(Stored data)
——————

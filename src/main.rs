mod models;
mod commands;
mod services;

use std::collections::HashSet;
use std::env;
use std::error;
use std::fs;
use std::sync::Arc;
use commands::get_framework;
use models::config::Config;
use serenity::all::{GatewayIntents, GuildId};
use services::bot_init;
use services::competition_source::WcaSource;
use tokio::sync::{Mutex, RwLock};
use tracing::{error, info};
use tracing_appender::non_blocking::WorkerGuard;
use tracing_subscriber::fmt;
use tracing_subscriber::layer::SubscriberExt;

pub type Error = Box<dyn error::Error + Send + Sync>;
pub type BotContext<'a> = poise::Context<'a, Data, Error>;

/// Shared by every command handler.
pub struct Data {
    pub config: Arc<Config>,
    pub source: Arc<WcaSource>,
    /// Held for a whole sync cycle, shared with the hourly feed.
    pub sync_lock: Arc<Mutex<()>>,
    /// Guilds whose owner ran `/unlock-commands` since startup.
    pub unlocked_guilds: RwLock<HashSet<GuildId>>
}

fn init_logger() -> Result<WorkerGuard, Error> {
    let file_appender = tracing_appender::rolling::hourly("logs", "irontimer-bot.log");
    let (non_blocking, guard) = tracing_appender::non_blocking(file_appender);

    tracing::subscriber::set_global_default(
        fmt::Subscriber::builder()
            .with_target(true)
            .with_thread_ids(true)
            .with_thread_names(true)
            .with_span_events(fmt::format::FmtSpan::CLOSE)
            .with_ansi(true)
            .with_max_level(tracing::Level::DEBUG)
            .finish()
            .with(fmt::Layer::default().with_ansi(false).with_writer(non_blocking))
    )?;

    const VERSION: Option<&str> = option_env!("CARGO_PKG_VERSION");
    info!("Initializing IronTimer Bot v{}", VERSION.unwrap_or("<unknown>"));
    info!("Reading from {}", env::current_dir()?.display());

    Ok(guard)
}

fn load_config() -> Result<Config, Error> {
    let config_json = fs::read_to_string("config.json")
        .map_err(|ex| format!("config.json not found: {ex}"))?;
    let config = Config::from_json(&config_json)
        .map_err(|ex| format!("config.json is malformed: {ex}"))?
        .with_token_override(env::var("TOKEN").ok());

    if config.token.is_empty() {
        return Err("No token found".into());
    }

    Ok(config)
}

#[tokio::main]
async fn main() -> Result<(), Error> {
    // Dropping the guard stops the file writer, so it lives as long as main.
    let _guard = init_logger()?;

    let config = match load_config() {
        Ok(config) => Arc::new(config),
        Err(ex) => {
            error!("Failed to load configuration: {}", ex);
            return Err(ex);
        }
    };

    let source = Arc::new(WcaSource::new()?);
    let token = config.token.clone();
    let options = get_framework(&config);

    let framework = poise::Framework::builder()
        .options(options)
        .setup(move |ctx, ready, framework| {
            Box::pin(async move {
                bot_init::ready(ctx, ready, framework, config, source).await
            })
        })
        .build();

    let intents = GatewayIntents::non_privileged() | GatewayIntents::MESSAGE_CONTENT;
    let mut client = serenity::Client::builder(&token, intents)
        .framework(framework)
        .await?;

    if let Err(ex) = client.start().await {
        error!("Discord bot client error: {:?}", ex);
    }

    Ok(())
}
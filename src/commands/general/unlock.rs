use tracing::info;
use crate::{BotContext, Error};

#[poise::command(
    prefix_command,
    slash_command,
    description_localized("en-US", "Unlock this bot's commands for the server. Only the server owner can do this."),
    guild_only,
    rename = "unlock-commands"
)]
pub async fn unlock_commands(ctx: BotContext<'_>) -> Result<(), Error> {
    let Some(guild_id) = ctx.guild_id() else {
        return Ok(());
    };

    let guild = guild_id.to_partial_guild(ctx.serenity_context()).await?;

    if guild.owner_id != ctx.author().id {
        ctx.say("❌ Only the server owner can unlock commands.").await?;
        return Ok(());
    }

    let newly_unlocked = ctx.data().unlocked_guilds.write().await.insert(guild_id);

    if newly_unlocked {
        info!("Commands unlocked for guild {} ({})", guild.name, guild_id);
        ctx.say("✅ Commands have been unlocked for this server.").await?;
    } else {
        ctx.say("Commands are already unlocked for this server.").await?;
    }

    Ok(())
}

——————

• Exercise prompt:
Take the lines above from the first through the one containing "use tracing_appender::non_blocking::WorkerGuard;" and reproduce them exactly; include nothing else.

• Solution for this task:
filename src/main.rs
mod models;
mod commands;
mod services;

use std::collections::HashSet;
use std::env;
use std::error;
use std::fs;
use std::sync::Arc;
use commands::get_framework;
use models::config::Config;
use serenity::all::{GatewayIntents, GuildId};
use services::bot_init;
use services::competition_source::WcaSource;
use tokio::sync::{Mutex, RwLock};
use tracing::{error, info};
use tracing_appender::non_blocking::WorkerGuard;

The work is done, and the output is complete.